Dogs should be watched carefully and kept close to ensure they stay safe and comfortable when the boat leaves the dock and enters the water. If you plan on being out on the water for an extended period, we recommend making the following acommodations for your pet:

  • Create a place where your pet can urinate, such as a small litter box, or bring puppy pads.
  • When possible, try to bring along something your pet is trained to use.
  • For dogs that stay out of the water and on the boat, don’t forget that hot temperatures require increased water intake.
  • Bring extra water - a dish or bowl will do – that your dog can drink out of.
  • Having your dog’s health records on hand is also a good idea in the event of an emergency, especially if your trip exceeds a day.

Keeping your dog safe in the water

If your dog will be taking a dip in the water to stay cool this summer, there are a few precautions to take so that he or she stays safe and healthy. While many dogs love to swim, not all dogs are great swimmers.

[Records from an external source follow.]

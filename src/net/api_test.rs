use super::*;

#[test]
fn api_url_prefixes_base_path() {
    assert_eq!(api_url("/books/7"), "/api/books/7");
}

#[test]
fn bearer_formats_authorization_value() {
    assert_eq!(bearer("tok1"), "Bearer tok1");
}

#[test]
fn extract_error_message_prefers_server_message() {
    let body = r#"{"message": "ISBN already exists"}"#;
    assert_eq!(extract_error_message(body, "Failed to save book"), "ISBN already exists");
}

#[test]
fn extract_error_message_falls_back_on_non_json() {
    assert_eq!(extract_error_message("<html>502</html>", "Failed to load"), "Failed to load");
}

#[test]
fn extract_error_message_falls_back_on_missing_field() {
    assert_eq!(extract_error_message(r#"{"error": "x"}"#, "Failed to load"), "Failed to load");
}

#[test]
fn extract_error_message_falls_back_on_empty_body() {
    assert_eq!(extract_error_message("", "Something went wrong"), "Something went wrong");
}
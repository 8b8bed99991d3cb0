use super::{is_plausible_email, validate_login};
use crate::pages::register::validate_register;

// ==========================================================================
// Email plausibility
// ==========================================================================

#[test]
fn accepts_ordinary_addresses() {
    assert!(is_plausible_email("ada@example.com"));
    assert!(is_plausible_email("a.b+tag@sub.example.co.uk"));
}

#[test]
fn rejects_structurally_broken_addresses() {
    assert!(!is_plausible_email(""));
    assert!(!is_plausible_email("no-at-sign.example.com"));
    assert!(!is_plausible_email("@example.com"));
    assert!(!is_plausible_email("ada@nodot"));
    assert!(!is_plausible_email("ada@.example.com"));
    assert!(!is_plausible_email("ada@example.com."));
}

// ==========================================================================
// Login validation
// ==========================================================================

#[test]
fn login_requires_valid_email_first() {
    let message = validate_login("bad", "secret1").expect("should reject");
    assert!(message.contains("email"));
}

#[test]
fn login_rejects_short_password() {
    let message = validate_login("ada@example.com", "12345").expect("should reject");
    assert!(message.contains("at least"));
}

#[test]
fn login_accepts_valid_input() {
    assert_eq!(validate_login("ada@example.com", "123456"), None);
}

// ==========================================================================
// Register validation
// ==========================================================================

#[test]
fn register_requires_name() {
    let message = validate_register("", "ada@example.com", "secret1").expect("should reject");
    assert!(message.contains("Name"));
}

#[test]
fn register_applies_same_email_and_password_rules() {
    assert!(validate_register("Ada", "bad", "secret1").is_some());
    assert!(validate_register("Ada", "ada@example.com", "12345").is_some());
    assert_eq!(validate_register("Ada", "ada@example.com", "secret1"), None);
}
//! Author create/edit form (admin-only).

use leptos::prelude::*;
use leptos_router::NavigateOptions;
use leptos_router::hooks::{use_navigate, use_params_map};

use crate::components::navbar::Navbar;
use crate::net::resource::AUTHORS;
use crate::net::types::AuthorRequest;
use crate::pages::book_form::opt_field;
use crate::state::session::SessionState;
use crate::util::guard::{RouteAccess, install_guard};

#[component]
pub fn AuthorFormPage() -> impl IntoView {
    let session = expect_context::<RwSignal<SessionState>>();
    let navigate = use_navigate();
    install_guard(session, RouteAccess::Admin, navigate.clone());

    let params = use_params_map();
    let editing_id = params
        .read_untracked()
        .get("id")
        .and_then(|v| v.parse::<i64>().ok());

    let name = RwSignal::new(String::new());
    let biography = RwSignal::new(String::new());
    let birth_date = RwSignal::new(String::new());
    let error = RwSignal::new(None::<String>);
    let busy = RwSignal::new(false);

    #[cfg(feature = "hydrate")]
    if let Some(id) = editing_id {
        let token = session.get_untracked().token();
        leptos::task::spawn_local(async move {
            match AUTHORS.get_by_id(token.as_deref(), id).await {
                Ok(author) => {
                    name.set(author.name);
                    biography.set(author.biography.unwrap_or_default());
                    birth_date.set(author.birth_date.unwrap_or_default());
                }
                Err(err) => error.set(Some(err)),
            }
        });
    }

    let on_submit = move |ev: leptos::ev::SubmitEvent| {
        ev.prevent_default();
        if busy.get() {
            return;
        }
        let name_value = name.get().trim().to_owned();
        if name_value.is_empty() {
            error.set(Some("Name is required.".to_owned()));
            return;
        }
        busy.set(true);
        error.set(None);

        #[cfg(feature = "hydrate")]
        {
            let navigate = navigate.clone();
            let token = session.get_untracked().token();
            let request = AuthorRequest {
                name: name_value,
                biography: opt_field(&biography.get_untracked()),
                birth_date: opt_field(&birth_date.get_untracked()),
            };
            leptos::task::spawn_local(async move {
                let result = match editing_id {
                    Some(id) => AUTHORS.update(token.as_deref(), id, &request).await,
                    None => AUTHORS.create(token.as_deref(), &request).await,
                };
                match result {
                    Ok(_) => navigate("/authors", NavigateOptions::default()),
                    Err(message) => {
                        error.set(Some(message));
                        busy.set(false);
                    }
                }
            });
        }
        #[cfg(not(feature = "hydrate"))]
        let _ = name_value;
    };

    view! {
        <Navbar/>
        <main class="page page--narrow">
            <h1>{if editing_id.is_some() { "Edit Author" } else { "New Author" }}</h1>

            <form class="form" on:submit=on_submit>
                <label class="form__label">
                    "Name"
                    <input
                        class="form__input"
                        type="text"
                        prop:value=move || name.get()
                        on:input=move |ev| name.set(event_target_value(&ev))
                    />
                </label>
                <label class="form__label">
                    "Born"
                    <input
                        class="form__input"
                        type="date"
                        prop:value=move || birth_date.get()
                        on:input=move |ev| birth_date.set(event_target_value(&ev))
                    />
                </label>
                <label class="form__label">
                    "Biography"
                    <textarea
                        class="form__input"
                        prop:value=move || biography.get()
                        on:input=move |ev| biography.set(event_target_value(&ev))
                    ></textarea>
                </label>

                <Show when=move || error.get().is_some()>
                    <p class="form-error">{move || error.get().unwrap_or_default()}</p>
                </Show>

                <div class="form__actions">
                    <a class="btn" href="/authors">
                        "Cancel"
                    </a>
                    <button class="btn btn--primary" type="submit" disabled=move || busy.get()>
                        {move || if busy.get() { "Saving..." } else { "Save" }}
                    </button>
                </div>
            </form>
        </main>
    }
}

Senior dogs, small-breed dogs, puppies, dogs with short legs and double coated dogs are all considered to be less than ideal swimmers. Also, certain breeds of dogs don’t swim as well as others – Pugs and Basset Hounds are two examples. With these types of breeds, it is recommended that you use a lifejacket or flotation device, especially if you plan to take your dog on a boat where the water tends to be deeper than at the shore.

A Note About Cats

Cats should be kept out of the water and always on a leash attached to a properly fitted harness while inside a boat. Most cats, however, would probably prefer to stay home.

Learn More

For more articles on taking your pet on outdoor adventures, please visit our pet safety tips section. If you have any other questions or concerns about planning outdoor activities with your pet, you can always contact your veterinarian for more safety advice.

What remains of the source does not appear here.